● Supplied entries:
//! # precept-notify
//!
//! Fan-out of [`DomainEvent`]s to live dashboard subscribers.
//!
//! One `tokio::sync::broadcast` channel exists per [`EntityKind`], so
//! delivery is FIFO within a kind and independent across kinds. Nothing is
//! retained: a subscriber only sees events published after it subscribed,
//! and a consumer that needs current state must re-fetch it after
//! subscribing rather than wait for a replay.

#![deny(unsafe_code)]

use precept_core::events::{DomainEvent, EntityKind};
use thiserror::Error;
use tokio::sync::broadcast;
use tracing::trace;

/// Default per-channel buffer size.
pub const DEFAULT_EVENT_CAPACITY: usize = 256;

/// Why a [`Subscription::recv`] call returned no event.
#[derive(Debug, Error, PartialEq, Eq)]
pub enum SubscriptionError {
    /// The subscriber fell behind and `missed` events were dropped for it.
    /// Receiving again resumes from the oldest retained event; the consumer
    /// should re-fetch current state instead of trusting its view.
    #[error("subscriber lagged, {missed} events missed")]
    Lagged {
        /// Number of events this subscriber missed.
        missed: u64,
    },

    /// The notifier was dropped; no further events will arrive.
    #[error("notifier closed")]
    Closed,
}

/// Publishes entity-change events to any number of subscribers.
///
/// Cheap to share: engines hold it behind an `Arc` and call
/// [`ChangeNotifier::publish`] after each committed mutation. Publishing
/// never blocks and never fails; with no live subscribers the event is
/// simply dropped.
#[derive(Debug)]
pub struct ChangeNotifier {
    assignments: broadcast::Sender<DomainEvent>,
    entries: broadcast::Sender<DomainEvent>,
    locks: broadcast::Sender<DomainEvent>,
}

impl Default for ChangeNotifier {
    fn default() -> Self {
        Self::new(DEFAULT_EVENT_CAPACITY)
    }
}

impl ChangeNotifier {
    /// Create a notifier with the given per-channel buffer capacity.
    #[must_use]
    pub fn new(capacity: usize) -> Self {
        let (assignments, _) = broadcast::channel(capacity);
        let (entries, _) = broadcast::channel(capacity);
        let (locks, _) = broadcast::channel(capacity);
        Self {
            assignments,
            entries,
            locks,
        }
    }

    fn channel(&self, kind: EntityKind) -> &broadcast::Sender<DomainEvent> {
        match kind {
            EntityKind::Assignment => &self.assignments,
            EntityKind::ClinicalEntry => &self.entries,
            EntityKind::TermLock => &self.locks,
        }
    }

    /// Fan an event out to the subscribers of its kind. Returns how many
    /// subscribers were reached.
    pub fn publish(&self, event: &DomainEvent) -> usize {
        let reached = self
            .channel(event.kind())
            .send(event.clone())
            .unwrap_or(0);
        trace!(
            event_type = event.event_type(),
            student_id = %event.student_id(),
            reached,
            "published change event"
        );
        reached
    }

    /// Subscribe to one entity kind. Events published before this call are
    /// not delivered.
    #[must_use]
    pub fn subscribe(&self, kind: EntityKind) -> Subscription {
        Subscription {
            kind,
            rx: self.channel(kind).subscribe(),
        }
    }

    /// Number of live subscribers for a kind.
    #[must_use]
    pub fn subscriber_count(&self, kind: EntityKind) -> usize {
        self.channel(kind).receiver_count()
    }
}

/// A live subscription to one entity kind's event stream.
///
/// Dropping the subscription (or calling [`Subscription::cancel`]) stops
/// delivery immediately.
#[derive(Debug)]
pub struct Subscription {
    kind: EntityKind,
    rx: broadcast::Receiver<DomainEvent>,
}

impl Subscription {
    /// The entity kind this subscription delivers.
    #[must_use]
    pub fn kind(&self) -> EntityKind {
        self.kind
    }

    /// Wait for the next event, FIFO in publish order.
    pub async fn recv(&mut self) -> Result<DomainEvent, SubscriptionError> {
        match self.rx.recv().await {
            Ok(event) => Ok(event),
            Err(broadcast::error::RecvError::Lagged(missed)) => {
                Err(SubscriptionError::Lagged { missed })
            }
            Err(broadcast::error::RecvError::Closed) => Err(SubscriptionError::Closed),
        }
    }

    /// Take an event without waiting. `Ok(None)` means the stream is empty
    /// but still live.
    pub fn try_recv(&mut self) -> Result<Option<DomainEvent>, SubscriptionError> {
        use tokio::sync::broadcast::error::TryRecvError;
        match self.rx.try_recv() {
            Ok(event) => Ok(Some(event)),
            Err(TryRecvError::Empty) => Ok(None),
            Err(TryRecvError::Lagged(missed)) => Err(SubscriptionError::Lagged { missed }),
            Err(TryRecvError::Closed) => Err(SubscriptionError::Closed),
        }
    }

    /// Stop delivery. Equivalent to dropping the handle.
    pub fn cancel(self) {
        drop(self);
    }
}

// ─────────────────────────────────────────────────────────────────────────────
// Tests
// ─────────────────────────────────────────────────────────────────────────────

● Problem: Starting with the first line of the listing, output each line exactly until you have included the one containing "kinds. Nothing is".

● Answer to this exercise:
//! # precept-notify
//!
//! Fan-out of [`DomainEvent`]s to live dashboard subscribers.
//!
//! One `tokio::sync::broadcast` channel exists per [`EntityKind`], so
//! delivery is FIFO within a kind and independent across kinds. Nothing is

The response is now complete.